A timber-framed house, now in office use, with origins in the early to mid 17th century. The front range was rebuilt and refronted in the early 19th century, and late 19th-century rear gabled outshuts were added. The building is plastered and pebbledashed with a colourwashed front, while the rear is plastered with a red brick Flemish bond outshut. The roof is Welsh slated above broad eaves with paired shallow brackets and panelled soffits to the front block; the rear retains an old tiled roof.

The building rises to three storeys at the front and two storeys at the rear, with an attic room in the east-facing gable of the rear range. The original plan comprised four rooms with central fireplaces serving the full width of the front range, with a central entry. Two rear wings are separated by a narrow yard, now enclosed, with a central staircase positioned between the fireplaces.

The first floor features three flush-set sashes with 16 panes and moulded architrave surrounds. The second floor has three squat 12-pane windows. The ground floor displays a canted mid-19th-century triple sash bay window with divided glazing on the left and, on the right, a 19th-century shop window divided into ten large panes with a ventilation strip above. A slim surround with panelled pilasters, consoles flanking the fascia, and a slim cornice frames this frontage. The central doorway has a late 20th-century glazed door with an arcaded head below a fanlight with tracery of interlaced circles, and a moulded architrave surround. A projecting porch with four slender cast-iron Tuscan Doric columns, entablature, and cast-iron balcony railing with interlaced circles and lattice patterns fronts the entrance.

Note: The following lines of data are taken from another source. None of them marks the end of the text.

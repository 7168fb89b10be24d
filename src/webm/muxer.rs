// SPDX-License-Identifier: GPL-2.0-or-later

//! Terminal [`MediaHandler`] sink: one instance per track, consuming a
//! `StreamInfo` plus a sample stream punctuated by `SegmentInfo` boundaries
//! and emitting WebM (EBML Header + `Segment`/`Info`/`Tracks` as the init
//! segment, `Cluster`/`SimpleBlock` per boundary) through a [`SegmentSink`].

use std::sync::Arc;

use async_trait::async_trait;
use common::template::{self, SegmentToken};
use common::time::{rescale, Ticks};
use common::{MediaSample, Notifier, SegmentInfo, SegmentSink, StreamData, StreamDataPayload, StreamInfo, WebmOutputParams};
use handler::{ErrorKind, MediaHandler, SharedHandler, Status};

use crate::ebml::{self, ids, BinaryElement, EbmlElement, FloatElement, MasterElement, StringElement, UintElement};
use crate::error::WebmMuxError;

/// One fixed track number per muxer instance (one track per file, like
/// `ts::TsMuxer`'s single-elementary-stream design).
const TRACK_NUMBER: u64 = 1;

pub struct WebmMuxer {
    track_id: u32,
    output: WebmOutputParams,
    segment_token: Option<SegmentToken>,
    sink: Arc<dyn SegmentSink>,
    notifier: Arc<dyn Notifier>,

    stream_index: Option<u32>,
    stream_info: Option<Arc<StreamInfo>>,
    codec_id: Option<&'static str>,
    init_written: bool,
    track_zero_dts: Option<Ticks>,
    last_dts: Option<Ticks>,
    pending: Vec<MediaSample>,
    sequence_number: u64,
}

impl WebmMuxer {
    /// Fails fast on a malformed `output.segment_template` rather than at
    /// the first segment boundary.
    pub fn new(
        track_id: u32,
        output: WebmOutputParams,
        sink: Arc<dyn SegmentSink>,
        notifier: Arc<dyn Notifier>,
    ) -> Result<Self, WebmMuxError> {
        let segment_token = output.segment_template.as_deref().map(template::validate).transpose()?;
        Ok(Self {
            track_id,
            output,
            segment_token,
            sink,
            notifier,
            stream_index: None,
            stream_info: None,
            codec_id: None,
            init_written: false,
            track_zero_dts: None,
            last_dts: None,
            pending: Vec::new(),
            sequence_number: 0,
        })
    }

    fn init_segment_path(&self) -> String {
        self.output.init_segment.clone().unwrap_or_else(|| "init.webm".to_owned())
    }

    fn segment_path(&self, info: &SegmentInfo) -> String {
        match (&self.output.segment_template, self.segment_token) {
            (Some(template), Some(token)) if !self.output.single_file => {
                template::expand(template, token, info.segment_number, *info.start_time)
            }
            (Some(template), _) => template.clone(),
            (None, _) => format!("segment-{}.webm", info.segment_number),
        }
    }

    async fn process_stream_info(&mut self, stream_index: u32, info: Arc<StreamInfo>) -> Status {
        self.stream_index = Some(stream_index);
        self.codec_id = match (info.is_video(), info.codec.as_str()) {
            (true, "vp8" | "vp08") => Some("V_VP8"),
            (true, "vp9" | "vp09") => Some("V_VP9"),
            (true, "av1" | "av01") => Some("V_AV1"),
            (false, "opus") => Some("A_OPUS"),
            (false, "vorbis") => Some("A_VORBIS"),
            (true, other) => {
                return Status::new(ErrorKind::Unimplemented, WebmMuxError::UnsupportedVideoCodec(other.to_owned()).to_string());
            }
            (false, other) => {
                return Status::new(ErrorKind::Unimplemented, WebmMuxError::UnsupportedAudioCodec(other.to_owned()).to_string());
            }
        };
        self.stream_info = Some(info);
        Status::ok()
    }

    async fn process_sample(&mut self, stream_index: u32, sample: MediaSample) -> Status {
        let Some(stream_info) = self.stream_info.clone() else {
            return Status::new(ErrorKind::InvalidArgument, WebmMuxError::SampleBeforeStreamInfo.to_string());
        };
        self.stream_index = Some(stream_index);

        if self.track_zero_dts.is_none() {
            self.track_zero_dts = Some(sample.dts);
        } else if let Some(last_dts) = self.last_dts {
            if sample.dts < last_dts {
                return Status::new(ErrorKind::InvalidArgument, WebmMuxError::NonMonotonicDts.to_string());
            }
        }
        self.last_dts = Some(sample.dts);

        if !self.init_written {
            let Some(codec_id) = self.codec_id else {
                return Status::new(ErrorKind::Internal, "codec id not resolved");
            };
            let data = match build_init_segment(self.track_id, &stream_info, codec_id) {
                Ok(data) => data,
                Err(e) => return Status::new(ErrorKind::ParserFailure, e.to_string()),
            };
            self.sink.write_init_segment(stream_index, &self.init_segment_path(), data);
            self.init_written = true;
        }

        self.pending.push(sample);
        Status::ok()
    }

    async fn process_segment_info(&mut self, stream_index: u32, info: SegmentInfo) -> Status {
        if self.pending.is_empty() {
            return Status::ok();
        }
        let Some(stream_info) = &self.stream_info else {
            return Status::new(ErrorKind::Internal, "segment boundary before any sample");
        };
        let data = match build_clusters(stream_info.time_scale, &self.pending) {
            Ok(data) => data,
            Err(e) => return Status::new(ErrorKind::ParserFailure, e.to_string()),
        };
        self.pending.clear();
        self.sequence_number += 1;

        let path = self.segment_path(&info);
        self.sink.write_segment(stream_index, &path, data, info);
        self.notifier.segment_ready(stream_index, info.segment_number);
        Status::ok()
    }
}

fn write_ebml_header(out: &mut Vec<u8>) -> Result<(), WebmMuxError> {
    let header = MasterElement {
        id: ids::EBML,
        children: vec![
            Box::new(UintElement { id: ids::EBML_VERSION, value: 1 }),
            Box::new(UintElement { id: ids::EBML_READ_VERSION, value: 1 }),
            Box::new(UintElement { id: ids::EBML_MAX_ID_LENGTH, value: 4 }),
            Box::new(UintElement { id: ids::EBML_MAX_SIZE_LENGTH, value: 8 }),
            Box::new(StringElement { id: ids::DOC_TYPE, value: "webm" }),
            Box::new(UintElement { id: ids::DOC_TYPE_VERSION, value: 4 }),
            Box::new(UintElement { id: ids::DOC_TYPE_READ_VERSION, value: 2 }),
        ],
    };
    header.marshal(out)?;
    Ok(())
}

fn build_track_entry(track_id: u32, info: &StreamInfo, codec_id: &'static str) -> Box<dyn EbmlElement> {
    let mut children: Vec<Box<dyn EbmlElement>> = vec![
        Box::new(UintElement { id: ids::TRACK_NUMBER, value: TRACK_NUMBER }),
        Box::new(UintElement { id: ids::TRACK_UID, value: u64::from(track_id) + 1 }),
        Box::new(UintElement { id: ids::TRACK_TYPE, value: if info.is_video() { 1 } else { 2 } }),
        Box::new(StringElement { id: ids::CODEC_ID, value: codec_id }),
    ];
    if !info.codec_private.is_empty() {
        children.push(Box::new(BinaryElement { id: ids::CODEC_PRIVATE, data: info.codec_private.clone() }));
    }
    if let Some(video) = info.video() {
        children.push(Box::new(MasterElement {
            id: ids::VIDEO,
            children: vec![
                Box::new(UintElement { id: ids::PIXEL_WIDTH, value: u64::from(video.width) }),
                Box::new(UintElement { id: ids::PIXEL_HEIGHT, value: u64::from(video.height) }),
            ],
        }));
    }
    if let Some(audio) = info.audio() {
        children.push(Box::new(MasterElement {
            id: ids::AUDIO,
            children: vec![
                Box::new(FloatElement { id: ids::SAMPLING_FREQUENCY, value: f64::from(audio.sampling_frequency) }),
                Box::new(UintElement { id: ids::CHANNELS, value: u64::from(audio.channels) }),
            ],
        }));
        if audio.codec_delay_ns > 0 {
            children.push(Box::new(UintElement {
                id: ids::CODEC_DELAY,
                value: u64::try_from(audio.codec_delay_ns).unwrap_or(0),
            }));
        }
        if audio.seek_preroll_ns > 0 {
            children.push(Box::new(UintElement {
                id: ids::SEEK_PRE_ROLL,
                value: u64::try_from(audio.seek_preroll_ns).unwrap_or(0),
            }));
        }
    }
    Box::new(MasterElement { id: ids::TRACK_ENTRY, children })
}

fn build_init_segment(track_id: u32, info: &StreamInfo, codec_id: &'static str) -> Result<Vec<u8>, WebmMuxError> {
    let mut out = Vec::new();
    write_ebml_header(&mut out)?;
    out.extend_from_slice(ids::SEGMENT);
    out.extend_from_slice(&ebml::UNKNOWN_SIZE);

    let segment_info = MasterElement {
        id: ids::INFO,
        children: vec![
            // nanoseconds-per-unit; 1_000_000 makes every Timecode and
            // SimpleBlock relative timecode one millisecond.
            Box::new(UintElement { id: ids::TIMECODE_SCALE, value: 1_000_000 }),
            Box::new(StringElement { id: ids::MUXING_APP, value: "webm-muxer" }),
            Box::new(StringElement { id: ids::WRITING_APP, value: "webm-muxer" }),
        ],
    };
    segment_info.marshal(&mut out)?;

    let tracks = MasterElement { id: ids::TRACKS, children: vec![build_track_entry(track_id, info, codec_id)] };
    tracks.marshal(&mut out)?;
    Ok(out)
}

fn flush_cluster(out: &mut Vec<u8>, start_ms: i64, blocks: Vec<Box<dyn EbmlElement>>) -> Result<(), WebmMuxError> {
    if blocks.is_empty() {
        return Ok(());
    }
    let mut children: Vec<Box<dyn EbmlElement>> =
        vec![Box::new(UintElement { id: ids::TIMECODE, value: u64::try_from(start_ms.max(0)).unwrap_or(0) })];
    children.extend(blocks);
    MasterElement { id: ids::CLUSTER, children }.marshal(out)?;
    Ok(())
}

/// Splits `samples` into one or more `Cluster`s, starting a new one
/// whenever a sample's timecode would no longer fit in `SimpleBlock`'s
/// 16-bit relative field, same "split when it no longer fits" shape as
/// `ts::packetizer`'s 188-byte packet splitting.
fn build_clusters(time_scale: u32, samples: &[MediaSample]) -> Result<Vec<u8>, WebmMuxError> {
    let mut out = Vec::new();
    let mut cluster_start_ms: Option<i64> = None;
    let mut blocks: Vec<Box<dyn EbmlElement>> = Vec::new();

    for sample in samples {
        let ts_ms = rescale(*sample.dts, time_scale, 1000);
        let provisional_start = *cluster_start_ms.get_or_insert(ts_ms);
        let relative = ts_ms - provisional_start;
        let relative = if relative > i64::from(i16::MAX) || relative < i64::from(i16::MIN) {
            flush_cluster(&mut out, provisional_start, std::mem::take(&mut blocks))?;
            cluster_start_ms = Some(ts_ms);
            0
        } else {
            relative
        };
        let block = ebml::simple_block_payload(TRACK_NUMBER, relative, sample.is_key_frame, &sample.payload[..])?;
        blocks.push(Box::new(BinaryElement { id: ids::SIMPLE_BLOCK, data: block }));
    }
    if let Some(start) = cluster_start_ms {
        flush_cluster(&mut out, start, blocks)?;
    }
    Ok(out)
}

#[async_trait]
impl MediaHandler for WebmMuxer {
    async fn process(&mut self, input_port: u32, data: StreamData) -> Status {
        if input_port != 0 {
            return Status::new(ErrorKind::InvalidArgument, format!("webm muxer has no input port {input_port}"));
        }
        match data.payload {
            StreamDataPayload::StreamInfo(info) => self.process_stream_info(data.stream_index, info).await,
            StreamDataPayload::MediaSample(sample) => self.process_sample(data.stream_index, sample).await,
            StreamDataPayload::SegmentInfo(info) => self.process_segment_info(data.stream_index, info).await,
            StreamDataPayload::MediaEvent(event) => {
                self.notifier.media_event(data.stream_index, &event);
                Status::ok()
            }
            StreamDataPayload::CueEvent(_) => Status::ok(),
            StreamDataPayload::TextSample(_) => Status::new(ErrorKind::Unimplemented, WebmMuxError::TextTrack.to_string()),
        }
    }

    async fn on_flush_request(&mut self, input_port: u32) -> Status {
        if input_port != 0 {
            return Status::new(ErrorKind::InvalidArgument, format!("webm muxer has no input port {input_port}"));
        }
        if self.pending.is_empty() {
            return Status::ok();
        }
        let Some(stream_index) = self.stream_index else {
            return Status::ok();
        };
        let info = SegmentInfo {
            start_time: self.pending.first().map_or(Ticks::new(0), |s| s.dts),
            duration: common::time::TickDuration::new(0),
            is_subsegment: false,
            is_encrypted: false,
            segment_number: self.sequence_number,
        };
        self.process_segment_info(stream_index, info).await
    }

    fn add_output(&mut self, _output_port: u32, _consumer: SharedHandler, _consumer_input_port: u32) {
        // Terminal sink: nothing downstream of a muxer in the handler graph.
    }

    fn known_input_ports(&self) -> Vec<u32> {
        vec![0]
    }

    fn declared_output_ports(&self) -> Vec<u32> {
        Vec::new()
    }
}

The rear elevation is twin gabled with two large 19th-century sash windows below rubbed red brick flat arches on the left, and a two-storey canted bay on the right with large 19th-century sashes. Rubbed flat arches and bands of Staffordshire blue bricks characterise this elevation.

The roof is hipped to the west and gabled to the east, with twin projecting gables, 20th-century clay tiles, and tilehanging in the right gable. Chimneystacks occupy the centre: the eastern stack dates to the mid 17th century, built in red brick with six clustered octagonal flues with moulded bases and a cap with mounded bands; the western stack was rebuilt in the 18th century as a single red brick stack with bands and oversailing courses, topped with four orange clay pots. A single-storey outbuilding with a 20th-century clay tile roof and projecting tile-hung gable stands to the west.

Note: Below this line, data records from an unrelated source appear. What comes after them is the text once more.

// SPDX-License-Identifier: GPL-2.0-or-later

use thiserror::Error;

#[derive(Debug, Error)]
pub enum GenerateInitError {
    #[error("mp4: {0}")]
    Mp4(#[from] mp4::Mp4Error),

    #[error("text tracks have no init segment")]
    TextTrack,

    #[error("composition offset {0} does not fit in an edit-list media_time")]
    OffsetOverflow(i64),
}

#[derive(Debug, Error)]
pub enum GenerateFragmentError {
    #[error("mp4: {0}")]
    Mp4(#[from] mp4::Mp4Error),

    #[error("fragment has no samples")]
    Empty,

    #[error("video fragment does not start with a key frame")]
    NotStartingOnKeyFrame,

    #[error("sample composition offset {0} does not fit in a trun entry")]
    CompositionOffsetOverflow(i64),

    #[error("base_media_decode_time overflow")]
    BaseMediaDecodeTimeOverflow,

    #[error("{0} value {1} does not fit in a trun entry field")]
    SampleFieldOverflow(&'static str, i64),

    #[error("fragment too large: data_offset {0} does not fit in trun")]
    DataOffsetOverflow(usize),
}

#[derive(Debug, Error)]
pub enum Mp4MuxError {
    #[error("generate init: {0}")]
    GenerateInit(#[from] GenerateInitError),

    #[error("generate fragment: {0}")]
    GenerateFragment(#[from] GenerateFragmentError),

    #[error("segment template: {0}")]
    Template(#[from] common::template::TemplateError),

    #[error("media sample arrived before stream info")]
    SampleBeforeStreamInfo,

    #[error("non-monotonic dts")]
    NonMonotonicDts,
}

The interior was opened out on the ground floor and repaired following a fire in 1986. The east room retains moulded beams, and reproduction oak panelling was installed after the fire. Brick fireplaces with Tudor arches with moulded jambs and intrados are present, the western example having been restored. Between the chimneys rises a stair with a reset heavy newel of tapered pilaster pattern, complete with a square urn finial on a pedestal and a moulded handrail. The ground floor now forms a single room with twin adjacent doors and red brick fireplaces, with an eight-panel door with cockscomb hinges adjoining. The east wall contains two blocked two-light windows with ovolo mullions. Rear rooms feature 19th-century fire surrounds, one with eared architraves, a bolection frieze, a moulded shelf, and a panelled overmantel.

The stair to the second floor and attics has stick balusters and newels with ball finials. The west room has an 18th-century architrave fire surround with a moulded shelf and a late 19th-century cast-iron grate decorated with "aesthetic" Japanese disc ornament. The roof structure retains some halved and pegged rafters, and the rear east gable contains heavy studding.

The building has been identified as one of three houses built in Hertford by John Kelinge shortly before 1649.